Sanders Lewallen, CEO of the Flint RiverQuarium, made an address to the Albany Rotary Thursday regarding what lies ahead for the facility.
ALBANY -- After three months on the job, the CEO of the Flint RiverQuarium says he believes the facility has great potential.
And he wants to see it reach that potential.
Sanders Lewallen addressed the Albany Rotary Thursday regarding the challenges currently faced by the RiverQuarium, and how they can be resolved in order to keep the facility going.
From the beginning, Lewallen -- a native of north Georgia -- said he was impressed with the RiverQuarium.
"I saw the job advertised in April of this year, after I had been in Florida for 12 years," he recalled. "(My wife and I) had talked about coming back to Georgia.
"When I saw the job was in Albany, I looked into it a little more. I was bursting with pride that a facility like this was in Georgia."
Lewallen noted that the RiverQuarium surpassed 500,000 visitors earlier this year, and receives visits from school groups from 57 counties in Georgia -- and from Florida and Alabama as well.
"It's a wonderful thing for south Georgia," he said. "We haven't turned every stone, but we can always do more there.
"The heart of the matter is, we are an educational institution."
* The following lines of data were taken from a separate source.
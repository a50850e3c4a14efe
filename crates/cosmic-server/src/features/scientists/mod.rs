//! Scientists feature: the people who fly missions

pub mod commands;
pub mod queries;
pub mod routes;

pub use commands::{
    CreateScientistCommand, CreateScientistError, DeleteScientistCommand, DeleteScientistError,
    UpdateScientistCommand, UpdateScientistError,
};
pub use queries::{GetScientistError, GetScientistQuery, ListScientistsError, ListScientistsQuery};
pub use routes::scientists_routes;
The new CEO acknowledges that he has inherited the RiverQuarium at a time in which it is under financial pressure, which he is prepared to tackle.
"A good organization has to appeal effectively and assertively to get the returns we need to survive," he said. "There are many challenges affecting everyone out there. There's (a lot of pressure) on those representing the taxpayers (regarding funding) for organizations like ours.
"We need to find a sustainable approach to our financial problem and find a way to get out of the problem. We want to make the case that we are a worthy investment and that we will be good stewards of our money."
In light of that, Lewallen said he hopes for a future in which exhibits will become better and staff will be "as lean and mean" as possible.
One method will be to get out and start talking to people the RiverQuarium hasn't communicated with in a while, the CEO said.
"We are in a situation we need to manage our way out of. We have taken on the job, and we will embrace it," he said.
Also at the Rotary meeting, the Rotary Foundation presented a check for $2,500 to First Tee of Albany and Girls Inc., which will be used for scholarships to fund golf lessons -- and life-value lessons -- to 60 girls.